Day two of the ‘iiTrial’ in the High Court

Internet Security Threat Report 2014

Yesterday’s proceedings in the ongoing “iiTrial” High Court appeal turned up an interesting problem in the copyright holders’ wish to turn ISPs into their enforcers: a savvy and funded user group could use Australia’s copyright law to prevent ISPs from issuing notices against them.

This issue emerged during submissions by Richard Cobden, senior counsel for iiNet, before the High Court (transcript here).

The problem arises because under Australia’s Copyright Act, someone accused of infringement (for example, by way of lawyer’s letters) has the right to demand that the accuser “put up or shut up”. A “groundless threats” action allows the accused to say “take me to court immediately, or stop harassing me”.

As noted by Justice Grummow in the proceedings, “You need not be the owner or licensee of the copyright to be on the wrong end of a threats action”, something which needs to be considered “in getting into this world of notices”.

According to Cobden, this would put an ISP in an impossible bind: the service provider has no way to establish that copyright even exists for a particular item, with the result that it would be in an indefensible position if a customer kicked back by way of a “groundless threats” action.

Cobden noted that this is particularly the case given what iiNet believes was the inadequate information provided by AFACT in the early days of its attempts to create a disconnection regime by sending “robot notices” on the basis of information provided by piracy detective company Dtecnet.

Whether the Dtecnet information was accurate or not, it offered no shield an ISP could hide behind, Cobden told the court, because AFACT only provided the Dtecnet reports on a confidential basis (indeed, much of the information remains bound by confidentiality agreements, with only redacted information made available in this appeal).

Yet another bind, Cobden told the court, is that ISPs would themselves have to breach copyright law to confirm that an accused user is actually an infringer.

“[T]here is no question that you cannot go on there [to BitTorrent] and have a look at what is going on without infringing copyright, so even later in the piece to have a look and a check and see if there are any iiNet people popping up, for example, still sharing Pineapple Express, we cannot do that without infringing copyright”, Cobden said.

Cut off the freetards!

Earlier in the day, while Tony Bannon (senior counsel for the studios) was winding up his argument, it seemed to become clear that while “three strikes” regimes are all the regime in legislated responses to piracy, that’s not the copyright owners’ favoured response:

Justice Hayne – “The relief which you seek, the only form of relief which you formulate today is relief that would require identified account holders to take down material with the threat of if you do not, we will cut you off.”

Bannon – “Effectively.”

Also appearing yesterday was Patrick Flynn, speaking on behalf of the Communications Alliance, the peak industry body for carriers and service providers in Australia.

Fynn argued that there is “no relationship” between ISPs and their customers that involves copyright, since ISPs did not issue any invitation to their customers to breach copyright.

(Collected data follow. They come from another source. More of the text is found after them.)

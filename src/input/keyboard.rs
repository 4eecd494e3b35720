//! Keyboard State Tracking
//!
//! Builds [`KeyEvent`]s carrying the full set of held keys, the form the
//! shortcut matcher needs to compare pressed keys against a combination.

use crate::input::events::{KeyAction, KeyCode, KeyEvent, KeyItem, Timestamp};
use tracing::debug;

/// Tracks held keys and produces item-complete key events
#[derive(Debug, Default)]
pub struct KeyboardState {
    /// Currently pressed keys with their down time, in press order
    pressed_keys: Vec<(KeyCode, Timestamp)>,
}

impl KeyboardState {
    /// Create an empty keyboard state
    pub fn new() -> Self {
        Self::default()
    }

    /// Record a key press
    ///
    /// A press of an already held key is an auto-repeat and keeps the
    /// original down time.
    pub fn handle_key_down(&mut self, key_code: KeyCode, action_time: Timestamp) -> KeyEvent {
        let is_repeat = self.is_key_pressed(key_code);
        if !is_repeat {
            self.pressed_keys.push((key_code, action_time));
        }

        debug!(
            "Key down: keycode={}, repeat={}, held={}",
            key_code,
            is_repeat,
            self.pressed_keys.len()
        );

        self.snapshot(key_code, KeyAction::Down, action_time, None)
    }

    /// Record a key release
    pub fn handle_key_up(&mut self, key_code: KeyCode, action_time: Timestamp) -> KeyEvent {
        let released = self.release(key_code, action_time);
        debug!("Key up: keycode={}, held={}", key_code, self.pressed_keys.len());
        self.snapshot(key_code, KeyAction::Up, action_time, Some(released))
    }

    /// Record a cancelled key
    pub fn handle_key_cancel(&mut self, key_code: KeyCode, action_time: Timestamp) -> KeyEvent {
        let released = self.release(key_code, action_time);
        debug!("Key cancel: keycode={}", key_code);
        self.snapshot(key_code, KeyAction::Cancel, action_time, Some(released))
    }

    /// Check if a key is currently pressed
    pub fn is_key_pressed(&self, key_code: KeyCode) -> bool {
        self.pressed_keys.iter().any(|(code, _)| *code == key_code)
    }

    /// Get number of currently pressed keys
    pub fn pressed_key_count(&self) -> usize {
        self.pressed_keys.len()
    }

    /// Reset keyboard state (release all keys)
    pub fn reset(&mut self) {
        self.pressed_keys.clear();
        debug!("Keyboard state reset");
    }

    fn release(&mut self, key_code: KeyCode, action_time: Timestamp) -> KeyItem {
        let down_time = match self.pressed_keys.iter().position(|(code, _)| *code == key_code) {
            Some(index) => self.pressed_keys.remove(index).1,
            None => action_time,
        };
        KeyItem {
            key_code,
            pressed: false,
            down_time,
        }
    }

    fn snapshot(
        &self,
        key_code: KeyCode,
        action: KeyAction,
        action_time: Timestamp,
        released: Option<KeyItem>,
    ) -> KeyEvent {
        let mut event = KeyEvent::new(key_code, action, action_time);
        event.items = self
            .pressed_keys
            .iter()
            .map(|&(code, down_time)| KeyItem {
                key_code: code,
                pressed: true,
                down_time,
            })
            .collect();
        if let Some(item) = released {
            event.items.push(item);
        }
        event
    }
}

#[cfg(test)]
mod tests {
    use super::*;
    use crate::input::events::keycodes::*;

    #[test]
    fn test_key_press_release() {
        let mut state = KeyboardState::new();

        let down = state.handle_key_down(KEYCODE_A, 100);
        assert_eq!(down.action, KeyAction::Down);
        assert_eq!(down.pressed_keys(), vec![KEYCODE_A]);
        assert_eq!(state.pressed_key_count(), 1);

        let up = state.handle_key_up(KEYCODE_A, 400);
        assert_eq!(up.action, KeyAction::Up);
        assert!(up.pressed_keys().is_empty());
        assert_eq!(up.key_item().map(|item| item.down_time), Some(100));
        assert_eq!(state.pressed_key_count(), 0);
    }

    #[test]
    fn test_combination_snapshot() {
        let mut state = KeyboardState::new();
        state.handle_key_down(KEYCODE_CTRL_LEFT, 0);
        state.handle_key_down(KEYCODE_SHIFT_LEFT, 10);
        let event = state.handle_key_down(KEYCODE_S, 20);

        assert_eq!(
            event.pressed_keys(),
            vec![KEYCODE_CTRL_LEFT, KEYCODE_SHIFT_LEFT, KEYCODE_S]
        );

        let up = state.handle_key_up(KEYCODE_SHIFT_LEFT, 30);
        assert_eq!(up.pressed_keys(), vec![KEYCODE_CTRL_LEFT, KEYCODE_S]);
    }

    #[test]
    fn test_auto_repeat_keeps_down_time() {
        let mut state = KeyboardState::new();
        state.handle_key_down(KEYCODE_POWER, 1_000);
        let repeat = state.handle_key_down(KEYCODE_POWER, 600_000);

        assert_eq!(state.pressed_key_count(), 1);
        assert_eq!(repeat.key_item().map(|item| item.down_time), Some(1_000));
    }

    #[test]
    fn test_cancel_and_reset() {
        let mut state = KeyboardState::new();
        state.handle_key_down(KEYCODE_A, 0);
        state.handle_key_down(KEYCODE_B, 0);

        let cancel = state.handle_key_cancel(KEYCODE_A, 5);
        assert_eq!(cancel.action, KeyAction::Cancel);
        assert!(!state.is_key_pressed(KEYCODE_A));

        state.reset();
        assert_eq!(state.pressed_key_count(), 0);
    }
}
//! Coordinate Resampler
//!
//! Aligns touch samples to the renderer's frame cadence. Move samples are
//! queued per pointer; when a frame is requested the queue is drained up to
//! `frame_time - latency` and a coordinate for that instant is produced by
//! blending two samples:
//!
//! ```text
//! resampled = current + alpha * (other - current)
//!
//! interpolation:  current = last consumed, other = next queued
//!                 alpha = (sample_time - current.t) / (other.t - current.t)
//!
//! extrapolation:  current = h0, other = h1 (previous)
//!                 alpha = (h0.t - sample_time) / (h0.t - h1.t)   (negative)
//!                 sample_time <= h0.t + min(delta / 2, max_prediction)
//! ```
//!
//! Down, Up and Cancel bypass the blend.

use serde::{Deserialize, Serialize};
use std::collections::{HashMap, VecDeque};
use tracing::{debug, trace, warn};

use crate::input::error::{recovery_action, ErrorContext, InputError, RecoveryAction};
use crate::input::events::{PointerSample, SampleAction, Timestamp};

/// Configuration for the coordinate resampler (all times in µs)
#[derive(Debug, Clone, Serialize, Deserialize)]
pub struct ResampleConfig {
    /// Distance between the frame time and the resampled instant
    #[serde(default = "default_latency_us")]
    pub latency_us: i64,

    /// Samples closer than this are not blended
    #[serde(default = "default_min_delta_us")]
    pub min_delta_us: i64,

    /// History spacing above which extrapolation is refused
    #[serde(default = "default_max_delta_us")]
    pub max_delta_us: i64,

    /// Maximum extrapolation beyond the newest sample
    #[serde(default = "default_max_prediction_us")]
    pub max_prediction_us: i64,

    /// Resampled samples kept per pointer
    #[serde(default = "default_history_size")]
    pub history_size: usize,

    /// Pointers silent for longer than this are dropped on the next Down
    #[serde(default = "default_stale_pointer_us")]
    pub stale_pointer_us: i64,
}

Flynn argued that rights holders are demanding that ISPs become their enforcers because acting on their own behalf, the studios would not get users disconnected from the Internet: “copyright owners are seeking to use the ISP’s ultimate power of disconnection as an indirect way to enforce their rights. If the copyright owners had sued the user directly, the copyright owners would not have been able to obtain an injunction disconnecting the user from the Internet,” he argued.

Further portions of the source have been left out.